Create the InferenceService¶

Creating the service is when most of the configuration is specified. These are the most important options:

Example terminal command¶

python generate-huggingface-resource-scripts.py \
    --hf_name=allenai/olmo-2-0325-32b-instruct \
    --hf_revision=b96024342a77a69aa0dda815c3454a671f477463 \
    --model_size=70Gi \
    --model_id=f6288ef018b34ff285dde430af40035d \
    --gpu_type="nvidia.com/gpu-a100" \
    --gpu_count=4 \
    --inference_api=completions \
    --service_args='--max-model-len 90000' \
    --inference_args='{"max_tokens": 2000}' \
    --service_name="allenai/olmo-2-0325-32b-instruct/completions/c90000-t2000" \
    service

GPU configuration¶

--gpu_type='nvidia.com/gpu-a100'
--gpu_count=4

These options would request a 1-node configuration (--node_count=1) with 4x Nvidia A100 GPUs per node.

Command-line arguments to the service runner¶

--service_args='--max-model-len 90000'

service_args is a string containing command-line options. Shell quoting rules apply within this string.

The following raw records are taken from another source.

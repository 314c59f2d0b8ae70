//! Output formatting: present counts as tables.
//!
//! - **LocTable**: Table-ready data structure with headers, rows, and footer
//! - **TableRow**: Individual row with label, display values and raw counts
//!
//! LocTable is pure data. Drawing it (plain, styled, JSON) is left to the
//! caller.
//!
//! ## Example
//!
//! ```rust,ignore
//! use locclib::output::LocTable;
//!
//! let table = LocTable::by_language(&outcome.languages());
//! // table.headers: ["Language", "Files", "Blank", "Comment", "Code", "Total"]
//! // table.rows: [TableRow { label: "Go", values: ["2", "15", ...], .. }]
//! // table.footer: TableRow { label: "Total (3 languages)", .. }
//! ```

pub mod table;

pub use table::{Grouping, LocTable, TableRow};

For the vLLM runner, added inside --service_args, it is important to set --max-model-len to a value no larger than the model’s maximum input size. For HuggingFace models, this can be found in config.json under the key max_position_embeddings (some older models use a different key). While setting a lower value conserves memory, most use cases — especially reasoning — require a long context window, so avoid going below 90000. In practice, most 7–14B models fit on A100s and 15–70B models fit on H100s, all on a single node. If memory is still tight at that context length, the following parameters can be tuned:

--max-num-batched-tokens
--max-num-seqs
--max-cudagraph-capture-size

Runtime arguments to the service¶

--inference_args='{"max_tokens": 2000}'

This is a string containing JSON data. This data is merged into each API request sent to the service at runtime.

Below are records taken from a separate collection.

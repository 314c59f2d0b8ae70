//! Language descriptors and the registry that resolves files to them.
//!
//! A [`Language`] carries only the comment markers the line classifier needs.
//! The [`LanguageRegistry`] is built once, before any traversal, and is never
//! mutated afterwards; it is shared by reference with every worker.
//!
//! Lookups:
//!
//! - **by extension**: case-sensitive first, then lowercase (`.R` finds `r`)
//! - **by filename**: exact base name (`Makefile`, `Dockerfile`, `.gitignore`)
//! - **binary extensions**: always case-insensitive
//!
//! Filename entries starting with `.` double as the hidden-file registry: a
//! dotfile listed there is counted even when hidden files are excluded.

use std::collections::{HashMap, HashSet};
use std::path::Path;

/// Multi-line comment delimiters.
#[derive(Debug, Clone, PartialEq, Eq)]
pub struct BlockComment {
    pub start: String,
    pub end: String,
}

/// Comment syntax of a language.
#[derive(Debug, Clone, PartialEq, Eq)]
pub struct Language {
    /// Display name, also the aggregation key
    pub name: String,
    /// Extensions without the leading dot
    pub extensions: Vec<String>,
    /// Single-line comment marker
    pub line_comment: Option<String>,
    /// Multi-line comment start/end markers
    pub block_comment: Option<BlockComment>,
    /// Whether multi-line comments nest (`/* /* */ */` in Rust)
    pub nested: bool,
}

impl Language {
    /// Create a language with no comment syntax.
    pub fn new(name: impl Into<String>, extensions: &[&str]) -> Self {
        Self {
            name: name.into(),
            extensions: extensions.iter().map(|e| e.to_string()).collect(),
            line_comment: None,
            block_comment: None,
            nested: false,
        }
    }

    /// Descriptor used for files whose language is unknown: every non-blank
    /// line is code.
    pub fn generic() -> Self {
        Self::new("Unknown", &[])
    }

    /// Set the single-line comment marker. An empty marker means none.
    pub fn line(mut self, marker: &str) -> Self {
        self.line_comment = (!marker.is_empty()).then(|| marker.to_string());
        self
    }

    /// Set the multi-line comment markers. Empty markers mean none.
    pub fn block(mut self, start: &str, end: &str) -> Self {
        self.block_comment = (!start.is_empty() && !end.is_empty()).then(|| BlockComment {
            start: start.to_string(),
            end: end.to_string(),
        });
        self
    }

    /// Mark multi-line comments as nesting.
    pub fn nested(mut self) -> Self {
        self.nested = true;
        self
    }

    /// True when the language has neither comment style.
    pub fn is_plain(&self) -> bool {
        self.line_comment.is_none() && self.block_comment.is_none()
    }
}

/// Immutable lookup table from extensions and filenames to languages.
#[derive(Debug, Clone, Default)]
pub struct LanguageRegistry {
    languages: Vec<Language>,
    by_extension: HashMap<String, usize>,
    by_filename: HashMap<String, usize>,
    binary_extensions: HashSet<String>,
}

impl LanguageRegistry {
    /// Create an empty registry.
    pub fn new() -> Self {
        Self::default()
    }

    /// The built-in language table.
    pub fn builtin() -> Self {
        let mut registry = Self::new();
        for def in BUILTIN {
            let mut language = Language::new(def.name, def.extensions)
                .line(def.line)
                .block(def.block.0, def.block.1);
            language.nested = def.nested;
            registry = registry.with_language(language);
            for filename in def.filenames {
                registry = registry.with_filename(filename, def.name);
            }
        }
        for ext in BINARY_EXTENSIONS {
            registry = registry.with_binary_extension(ext);
        }
        registry
    }

    /// Register a language under each of its extensions. Later registrations
    /// win for a shared extension.
    pub fn with_language(mut self, language: Language) -> Self {
        let index = self.languages.len();
        for ext in &language.extensions {
            if !ext.is_empty() {
                self.by_extension.insert(ext.clone(), index);
            }
        }
        self.languages.push(language);
        self
    }

    /// Map an exact filename onto an already-registered language.
    /// Unknown language names are ignored.
    pub fn with_filename(mut self, filename: &str, language: &str) -> Self {
        if let Some(index) = self.languages.iter().rposition(|l| l.name == language) {
            self.by_filename.insert(filename.to_string(), index);
        }
        self
    }

    /// Mark an extension as binary.
    pub fn with_binary_extension(mut self, ext: &str) -> Self {
        self.binary_extensions.insert(ext.to_lowercase());
        self
    }

    /// Resolve an extension (without dot): exact match first, then lowercase.
    pub fn resolve_by_extension(&self, ext: &str) -> Option<&Language> {
        if ext.is_empty() {
            return None;
        }
        self.by_extension
            .get(ext)
            .or_else(|| self.by_extension.get(&ext.to_lowercase()))
            .map(|&i| &self.languages[i])
    }

    /// Resolve an exact base filename.
    pub fn resolve_by_filename(&self, name: &str) -> Option<&Language> {
        self.by_filename.get(name).map(|&i| &self.languages[i])
    }

    /// Resolve a path by its extension, falling back to its base filename.
    pub fn resolve_path(&self, path: &Path) -> Option<&Language> {
        extension_of(path)
            .and_then(|ext| self.resolve_by_extension(ext))
            .or_else(|| {
                let name = path.file_name()?.to_str()?;
                self.resolve_by_filename(name)
            })
    }

    /// Whether files with this extension are skipped as binary.
    pub fn is_binary_extension(&self, ext: &str) -> bool {
        !ext.is_empty() && self.binary_extensions.contains(&ext.to_lowercase())
    }

    /// All registered languages, in registration order.
    pub fn languages(&self) -> impl Iterator<Item = &Language> {
        self.languages.iter()
    }

    /// Filenames registered for a language, sorted.
    pub fn filenames_for(&self, language: &str) -> Vec<&str> {
        let mut names: Vec<&str> = self
            .by_filename
            .iter()
            .filter(|(_, &i)| self.languages[i].name == language)
            .map(|(name, _)| name.as_str())
            .collect();
        names.sort_unstable();
        names
    }
}

/// Extension of `path` as written, without the dot. Dotfiles such as
/// `.gitignore` have none.
pub(crate) fn extension_of(path: &Path) -> Option<&str> {
    path.extension().and_then(|e| e.to_str())
}

struct LanguageDef {
    name: &'static str,
    extensions: &'static [&'static str],
    line: &'static str,
    block: (&'static str, &'static str),
    nested: bool,
    filenames: &'static [&'static str],
}

const NO_BLOCK: (&str, &str) = ("", "");
const C_BLOCK: (&str, &str) = ("/*", "*/");
const XML_BLOCK: (&str, &str) = ("<!--", "-->");

macro_rules! lang {
    ($name:expr, [$($ext:expr),*], $line:expr, $block:expr) => {
        lang!($name, [$($ext),*], $line, $block, false, [])
    };
    ($name:expr, [$($ext:expr),*], $line:expr, $block:expr, nested) => {
        lang!($name, [$($ext),*], $line, $block, true, [])
    };
    ($name:expr, [$($ext:expr),*], $line:expr, $block:expr, files [$($file:expr),*]) => {
        lang!($name, [$($ext),*], $line, $block, false, [$($file),*])
    };
    ($name:expr, [$($ext:expr),*], $line:expr, $block:expr, $nested:expr, [$($file:expr),*]) => {
        LanguageDef {
            name: $name,
            extensions: &[$($ext),*],
            line: $line,
            block: $block,
            nested: $nested,
            filenames: &[$($file),*],
        }
    };
}

const BUILTIN: &[LanguageDef] = &[
    lang!("Go", ["go"], "//", C_BLOCK),
    lang!("JavaScript", ["js", "mjs", "cjs", "jsx"], "//", C_BLOCK),
    lang!("TypeScript", ["ts", "mts", "cts", "tsx"], "//", C_BLOCK),
    lang!("Python", ["py", "pyw", "pyi"], "#", ("\"\"\"", "\"\"\"")),
    lang!("Java", ["java"], "//", C_BLOCK),
    lang!("C", ["c", "h"], "//", C_BLOCK),
    lang!("C++", ["cpp", "cc", "cxx", "hpp", "hh", "hxx"], "//", C_BLOCK),
    lang!("C#", ["cs"], "//", C_BLOCK),
    lang!("Ruby", ["rb", "rake", "gemspec"], "#", ("=begin", "=end"), files ["Gemfile", "Rakefile", "Vagrantfile"]),
    lang!("PHP", ["php"], "//", C_BLOCK),
    lang!("Swift", ["swift"], "//", C_BLOCK, nested),
    lang!("Kotlin", ["kt", "kts"], "//", C_BLOCK, nested),
    lang!("Rust", ["rs"], "//", C_BLOCK, nested),
    lang!("Scala", ["scala", "sc"], "//", C_BLOCK, nested),
    lang!("Groovy", ["groovy", "gradle"], "//", C_BLOCK, files ["Jenkinsfile"]),
    lang!("Dart", ["dart"], "//", C_BLOCK),
    lang!("Objective-C", ["m", "mm"], "//", C_BLOCK),
    lang!("HTML", ["html", "htm"], "", XML_BLOCK),
    lang!("CSS", ["css"], "", C_BLOCK),
    lang!("SCSS", ["scss"], "//", C_BLOCK),
    lang!("Sass", ["sass"], "//", C_BLOCK),
    lang!("Less", ["less"], "//", C_BLOCK),
    lang!("SQL", ["sql"], "--", C_BLOCK),
    lang!("Shell", ["sh", "bash", "zsh", "fish", "ksh"], "#", NO_BLOCK, files [".bashrc", ".bash_profile", ".zshrc", ".profile"]),
    lang!("PowerShell", ["ps1", "psm1", "psd1"], "#", ("<#", "#>")),
    lang!("Batch", ["bat", "cmd"], "REM", NO_BLOCK),
    lang!("YAML", ["yaml", "yml"], "#", NO_BLOCK, files [".clang-format", ".yamllint"]),
    lang!("JSON", ["json"], "", NO_BLOCK, files [".babelrc", ".prettierrc", ".eslintrc"]),
    lang!("Markdown", ["md", "markdown"], "", XML_BLOCK),
    lang!("XML", ["xml", "xsd", "xsl", "xslt", "svg", "plist"], "", XML_BLOCK),
    lang!("Vue", ["vue"], "//", XML_BLOCK),
    lang!("Svelte", ["svelte"], "//", XML_BLOCK),
    lang!("Lua", ["lua"], "--", ("--[[", "]]")),
    lang!("R", ["r"], "#", NO_BLOCK),
    lang!("Perl", ["pl", "pm"], "#", ("=pod", "=cut")),
    lang!("Elixir", ["ex", "exs"], "#", NO_BLOCK),
    lang!("Erlang", ["erl", "hrl"], "%", NO_BLOCK),
    lang!("Haskell", ["hs", "lhs"], "--", ("{-", "-}"), nested),
    lang!("OCaml", ["ml", "mli"], "", ("(*", "*)"), nested),
    lang!("Clojure", ["clj", "cljs", "cljc", "edn"], ";", NO_BLOCK),
    lang!("TOML", ["toml"], "#", NO_BLOCK, files ["Cargo.lock", "Pipfile"]),
    lang!("INI", ["ini", "cfg", "conf"], ";", NO_BLOCK, files [".editorconfig", ".gitconfig", ".npmrc"]),
    lang!("Terraform", ["tf", "tfvars", "hcl"], "#", C_BLOCK),
    lang!("Protocol Buffers", ["proto"], "//", C_BLOCK),
    lang!("GraphQL", ["graphql", "gql"], "#", NO_BLOCK),
    lang!("Assembly", ["asm", "s"], ";", NO_BLOCK),
    lang!("Makefile", ["mk", "mak"], "#", NO_BLOCK, files ["Makefile", "makefile", "GNUmakefile"]),
    lang!("Dockerfile", ["dockerfile"], "#", NO_BLOCK, files ["Dockerfile", "Containerfile"]),
    lang!("CMake", ["cmake"], "#", NO_BLOCK),
    lang!("Ignore List", [], "#", NO_BLOCK, files [".gitignore", ".dockerignore", ".npmignore", ".gitattributes", ".gitmodules"]),
    lang!("Dotenv", ["env"], "#", NO_BLOCK, files [".env", ".env.example"]),
    lang!("Plain Text", ["txt", "text"], "", NO_BLOCK, files ["LICENSE", "LICENCE", "COPYING", "AUTHORS", "NOTICE"]),
    lang!("reStructuredText", ["rst"], "", NO_BLOCK),
    lang!("CSV", ["csv", "tsv"], "", NO_BLOCK),
];

const BINARY_EXTENSIONS: &[&str] = &[
    // images
    "png", "jpg", "jpeg", "gif", "bmp", "ico", "webp", "tif", "tiff", "psd",
    // documents
    "pdf", "doc", "docx", "xls", "xlsx", "ppt", "pptx",
    // archives
    "zip", "tar", "gz", "tgz", "bz2", "xz", "7z", "rar", "jar", "war",
    // compiled
    "exe", "dll", "so", "dylib", "a", "o", "obj", "lib", "bin", "class", "pyc", "pyo", "wasm",
    // media
    "mp3", "mp4", "wav", "flac", "ogg", "avi", "mov", "mkv", "webm",
    // fonts
    "ttf", "otf", "woff", "woff2", "eot",
    // data
    "db", "sqlite", "iso", "dmg",
];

Inference API and service name¶

--inference_api=completions
--service_name=allenai/olmo-2-0325-32b-instruct/completions/c90000-t2000

The --inference_api flag selects which API the service should expose. The --service_name can be used to differentiate services created with different options. Our convention is that the service name looks like <model/name>/<inference_api>[/<non-default options>]. Here we used c for “context” and t for (output) “tokens”.

Run the generated script¶

Run the script that was generated in the previous step. Scripts are generated in the services/ subdirectory.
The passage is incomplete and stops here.